However, it can often seem that your dog whines for no real reason. Perhaps your dog whines at night, when it’s hardest to ignore - or stay patient! Or maybe your dog is constantly whining whenever they are in their crate. Or maybe you only need to visit the bathroom to set them off.

Faced with not knowing why your dog whines or how to stop it can cause huge frustration for owners, after all, they're fed, walked and well - so what else could it be?

How to Identify Why your Dog Is Whining
As a dog trainer with over 10 years experience of working with whining dogs, this is the simple 2-step system I use to work out what lies at the root of it. Basically there are two different reasons that a dog whines and your first step is to work out which one is driving your dog. With a bit of careful observation you should be able to work out which of these reasons apply to your dog.

Attention Seeking Can Drive Dog Whining
First up, to identify if it is simply an attention seeking device, look at what might have set off the whining. For instance does your dog whine while you're around and is he trying to catch your eye or get some attention with it? Also, how do you react?
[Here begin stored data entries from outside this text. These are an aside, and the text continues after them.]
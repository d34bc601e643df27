//! The contract handed to the external agent that co-writes the document.

use super::document::{Node, NodeKind, NodeStatus};

/// File name of the shared document inside the agent's working directory.
pub const GRAPH_FILE_NAME: &str = "knowledge_graph.json";

/// Longest label a pending task node gets before it is truncated.
pub const PENDING_LABEL_CHARS: usize = 60;

/// Instructions appended to every unit of work sent to the agent.
pub const AGENT_GRAPH_INSTRUCTIONS: &str = r#"
IMPORTANT: After completing the above task, you MUST read the existing knowledge_graph.json (if it exists) and then write an updated version. This graph tracks YOUR work: what the user asked for and what you built in response.

Node types:
- "task": A user request or command you just completed (label = short description of what was asked)
- "concept": A feature, system, or idea involved (label = feature name)
- "file": A file you created or modified (label = filename, path = relative path)

Edge types:
- "implements": file implements a concept/feature
- "produces": task produces a file
- "requires": one thing depends on another
- "relates_to": conceptual relationship
- "modifies": task modifies an existing file

Write knowledge_graph.json with this schema:
{
  "nodes": [
    {"id": "unique_id", "type": "task|concept|file", "label": "display name", "path": "file path (files only)", "summary": "brief description", "status": "created|modified|completed|pending"}
  ],
  "edges": [
    {"source": "node_id", "target": "node_id", "type": "implements|produces|requires|relates_to|modifies"}
  ]
}

Rules:
- Preserve ALL existing nodes and edges from the current knowledge_graph.json
- Add exactly one "task" node for THIS command you just completed
- Add "file" nodes for every file you created or modified
- Add "concept" nodes for features/systems involved
- Connect them with appropriate edges
- Do NOT scan or map pre-existing project files that you didn't touch"#;

/// Append the graph instructions to a unit of work.
pub fn with_graph_instructions(prompt: &str) -> String {
	format!("{prompt}\n{AGENT_GRAPH_INSTRUCTIONS}")
}

/// The node the server shows the moment a unit of work is dispatched.
pub fn pending_task_node(text: &str, dispatched_at_millis: u64) -> Node {
	let label = if text.chars().count() > PENDING_LABEL_CHARS {
		let head: String = text.chars().take(PENDING_LABEL_CHARS).collect();
		format!("{head}...")
	} else {
		text.to_string()
	};
	Node::new(format!("task_{dispatched_at_millis}"), NodeKind::Task, label)
		.with_summary(text)
		.with_status(NodeStatus::Pending)
}

#[cfg(test)]
mod tests {
	use super::*;

	#[test]
	fn short_text_is_used_verbatim() {
		let node = pending_task_node("Add login", 1700);
		assert_eq!(node.id, "task_1700");
		assert_eq!(node.kind, NodeKind::Task);
		assert_eq!(node.label, "Add login");
		assert_eq!(node.summary.as_deref(), Some("Add login"));
		assert_eq!(node.status, Some(NodeStatus::Pending));
	}

	#[test]
	fn long_text_is_truncated_on_char_boundaries() {
		let text = "é".repeat(75);
		let node = pending_task_node(&text, 1);
		assert_eq!(node.label.chars().count(), PENDING_LABEL_CHARS + 3);
		assert!(node.label.ends_with("..."));
		assert_eq!(node.summary.as_deref(), Some(text.as_str()));
	}

	#[test]
	fn instructions_follow_the_prompt() {
		let prompt = with_graph_instructions("Build a parser");
		assert!(prompt.starts_with("Build a parser\n"));
		assert!(prompt.contains(GRAPH_FILE_NAME));
	}
}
Do you immediately shout at the dog to "shut up" or do you stroke or comfort the dog?

In some dog’s eyes, even negative attention is worth having, because it beats having no attention at all. So if you react every time your dog whines, he's going to carry on doing it. He's getting what he wants.

Separation Anxiety in Dogs is Also a Strong Driver for Dog Whining
Secondly, if your dog is suffering from separation anxiety, this could be the trigger for his whining. Again, look at what starts them off. Do they whine the minute they are separated from you, even if you just nipped into the next room? Do they whine at night when they are downstairs and you're sleeping upstairs? Ask your neighbors if your dog whines when you're out, because that's another clear indicator of separation anxiety in dogs.

Separation anxiety is surprisingly common among dogs and often misunderstood, with many of the symptoms being put down to bad dog behavior rather than the bad behavior being a result of the dogs anxiety.

If you want a clearer idea about separation anxiety in dogs, I've created a very informative free report covering all the major symptoms, which I'll tell you more about later.

Training Methods That Stop Dog Whining
Training is the only long-lasting way to stop dog whining for either of the scenarios we have discussed. There is absolutely no need to punish your dog, or use shocks or sprays to stop this behavior.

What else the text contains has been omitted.